Step Aside, Religion A. I’m Religion B.


As narrated by my sweetheart of a sister, A.

It was a CST-bound train through Kurla which was now chugging towards Kanjur Marg, its next station. A lady boarded with some difficulty and then experienced more of it when the time came for her to find a place to stand. Sitting is out of the question in Mumbai local trains unless you are a shameless superhero, as you may know. The problem was not her bulky frame but the huge blue bag that she was carrying in her hands. And the people who aggravated the problem were the ones who boarded along with her.

I was standing with my back leaning against one of the sides of an entrance which is where the lady and the people had got in through. As the train started moving, shouts and hoots from the people began reverberating in the train car. The case in point: the lady not allocating enough space for the people who would want to alight at the next station, Vikhroli. Earlier, while the lady was trying to find a place to stand properly so that she could also keep her bag safely somewhere near, the people were barging in from behind her not letting her even move, let only scrounge and find a nook. Like a girl would throw in a vibe of interest to a boy that she is interested in, I moved aside a little so as to give the lady at least some breathing space. She took notice and glided in, and the people who were noticing, too, as it appeared, took advantage of the opportunity and accommodated themselves in the little cavity that she had just created, further aggravating the situation. As a result, the lady stood there in the packed car like a TV remote that has slid behind a couch and which is holding itself against the wall unable to fall completely down to the floor nor defy gravity and move up where it got dropped from by that annoying 3-year old boy you have got yourself as your neighbour.

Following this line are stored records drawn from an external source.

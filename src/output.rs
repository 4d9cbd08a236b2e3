//! This module is in charge of outputting the final selection tallies to the
//! standard output and various files

use crate::{
    config::Configuration,
    cutflow::CutFlow,
    numeric::{floats, Float},
    selword::SelectionBit,
};

use time::{format_description::well_known::Rfc2822, OffsetDateTime};

use std::{
    fs::File,
    io::{Error, ErrorKind, Result, Write},
    time::Duration,
};

/// Number of significant digits in file output
const SIG_DIGITS: usize = (floats::DIGITS - 1) as usize;

/// Output the selection tallies to the console and to disk
#[allow(clippy::cast_lossless)]
pub fn dump_results(
    cfg: &Configuration,
    tally: &CutFlow,
    elapsed_time: Duration,
) -> Result<()> {
    // Print the cut flow on stdout
    {
        let stdout = ::std::io::stdout();
        let mut stdout = stdout.lock();
        write_tally(&mut stdout, tally)?;
    }

    // Compute a timestamp of when the run ended
    let current_time = OffsetDateTime::now_utc();
    let timestamp = current_time
        .format(&Rfc2822)
        .map_err(|err| Error::new(ErrorKind::Other, err))?;

    // Write the full selection report to a file
    {
        // Prepare to write the report into a file
        let mut report_file = File::create("selection.report")?;
        let report_file = &mut report_file;

        // Write a timestamp of when the run ended
        writeln_report(report_file, &timestamp[..])?;

        // Echo the configuration that produced these tallies
        writeln_report(report_file, "---------------------------------------------")?;
        writeln_report(report_file, ("Number of events", cfg.num_events))?;
        writeln_report(report_file, ("Generator seed", cfg.seed))?;
        let mode = if cfg.production {
            "production"
        } else {
            "synchronization"
        };
        writeln_report(report_file, ("Accept decision", mode))?;
        writeln_report(report_file, ("Muon pt threshold   (GeV)", cfg.cuts.muon_min_pt))?;
        writeln_report(report_file, ("Tau pt threshold    (GeV)", cfg.cuts.tau_min_pt))?;
        writeln_report(report_file, ("Tight muon isolation", cfg.cuts.muon_tight_iso))?;
        writeln_report(report_file, ("Loose muon isolation", cfg.cuts.muon_loose_iso))?;
        writeln_report(report_file, ("Pair separation floor", cfg.cuts.pair_min_delta_r))?;

        // Write the cut flow itself
        writeln_report(report_file, "---------------------------------------------")?;
        write_tally(report_file, tally)?;

        // Write program performance stats
        let elapsed_secs =
            (elapsed_time.as_secs() as Float) + 1e-9 * (elapsed_time.subsec_nanos() as Float);
        writeln_report(report_file, "---------------------------------------------")?;
        writeln_report(report_file, ("Elapsed time (s)", elapsed_secs))?;
        let secs_per_ev = elapsed_secs / (cfg.num_events as Float);
        writeln_report(report_file, ("Elapsed time per event (s)", secs_per_ev))?;
    }

    // ...and we're done
    Ok(())
}

/// Write the cut-by-cut tally of a completed run
fn write_tally(writer: &mut impl Write, tally: &CutFlow) -> Result<()> {
    writeln_report(writer, ("Events processed", tally.seen()))?;
    writeln_report(writer, ("... without a candidate pair", tally.no_candidate()))?;
    writeln_report(writer, ("... with another pair flavour", tally.wrong_flavour()))?;
    for bit in SelectionBit::ALL {
        let label = format!("Passing {}", bit.label());
        writeln_report(writer, (&label[..], tally.bit_count(bit)))?;
    }
    writeln_report(writer, ("Accepted events", tally.accepted()))?;
    writeln_report(writer, ("Selection efficiency", tally.efficiency()))
}

/// Text output facility that mimicks the selection report styling
fn writeln_report(writer: &mut impl Write, data: impl WriteReport) -> Result<()> {
    write!(writer, " ")?;
    data.write(writer)?;
    writeln!(writer)
}

/// Trait implemented by things which can be printed in the report style
trait WriteReport: Sized {
    /// Write down `self` to the output using the report styling
    fn write<W: Write>(self, writer: &mut W) -> Result<()>;
}

impl WriteReport for &str {
    // Strings work in the usual way
    fn write<W: Write>(self, writer: &mut W) -> Result<()> {
        write!(writer, "{}", self)
    }
}

impl WriteReport for usize {
    // Integers work in the usual way too
    // FIXME: Collapse the integer impls once Rust has specialization
    fn write<W: Write>(self, writer: &mut W) -> Result<()> {
        write!(writer, "{}", self)
    }
}

impl WriteReport for u64 {
    fn write<W: Write>(self, writer: &mut W) -> Result<()> {
        write!(writer, "{}", self)
    }
}

impl WriteReport for Float {
    // The original framework used %g for floats, this is a close approximation
    fn write<W: Write>(self, writer: &mut W) -> Result<()> {
        write_engineering(writer, self, SIG_DIGITS)
    }
}

impl<T: WriteReport> WriteReport for (&str, T) {
    // Key-value output that uses fixed-size columns for better readability
    fn write<W: Write>(self, writer: &mut W) -> Result<()> {
        write!(writer, "{:<31}: ", self.0)?;
        self.1.write(writer)
    }
}

/// Write a floating-point number using "engineering" notation
///
/// Analogous to the %g format of the C printf function, this method switches
/// between naive and scientific notation for floating-point numbers when the
/// number being printed becomes so small that printing leading zeroes could end
/// up larger than the scientific notation, or so large that we would be forced
/// to print more significant digits than requested.
///
fn write_engineering(writer: &mut impl Write, x: Float, sig_digits: usize) -> Result<()> {
    let mut precision = sig_digits - 1;
    if x == 0. {
        // Zero is special because you can't take its log
        write!(writer, "0")
    } else {
        // Otherwise, use log to evaluate order of magnitude
        let log_x = x.abs().log10();
        if log_x >= -3. && log_x <= (sig_digits as Float) {
            // Print using naive notation
            //
            // Since Rust's precision controls number of digits after the
            // decimal point, we must adjust it depending on magnitude in order
            // to operate at a constant number of significant digits.
            precision = (precision as isize - log_x.trunc() as isize) as usize;

            // Numbers smaller than 1 must get one extra digit since the leading
            // zero does not count as a significant digit.
            if log_x < 0. {
                precision += 1
            }

            // People don't normally expect trailing zeros or decimal point in
            // naive notation, but be careful with integer numbers...
            let str_with_zeros = format!("{:.1$}", x, precision);
            if str_with_zeros.contains('.') {
                write!(
                    writer,
                    "{}",
                    str_with_zeros.trim_end_matches('0').trim_end_matches('.')
                )
            } else {
                write!(writer, "{}", str_with_zeros)
            }
        } else {
            // Print using scientific notation
            write!(writer, "{:.1$e}", x, precision)
        }
    }
}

Within seconds, the shouts increased by both numbers and volume. People were bashing her for not providing space for them to move like they were on a cruise trip. Apparently everyone wanted to get down at Vikhroli, which, you should know, is not a famous place if you are not a Godrej employee. She tried to calm them sweetly down by reiterating her situation if it was not clear enough, but the people didn’t budge. I was her only source of sympathy, but then sympathy doesn’t help you when it is something else that it is all about. And she was further criticized for bringing her bag with her, for obstructing way, for not being able to find a good place quickly which moved the argument to her not being from Mumbai at all, and ultimately for being a person who follows, say religion A.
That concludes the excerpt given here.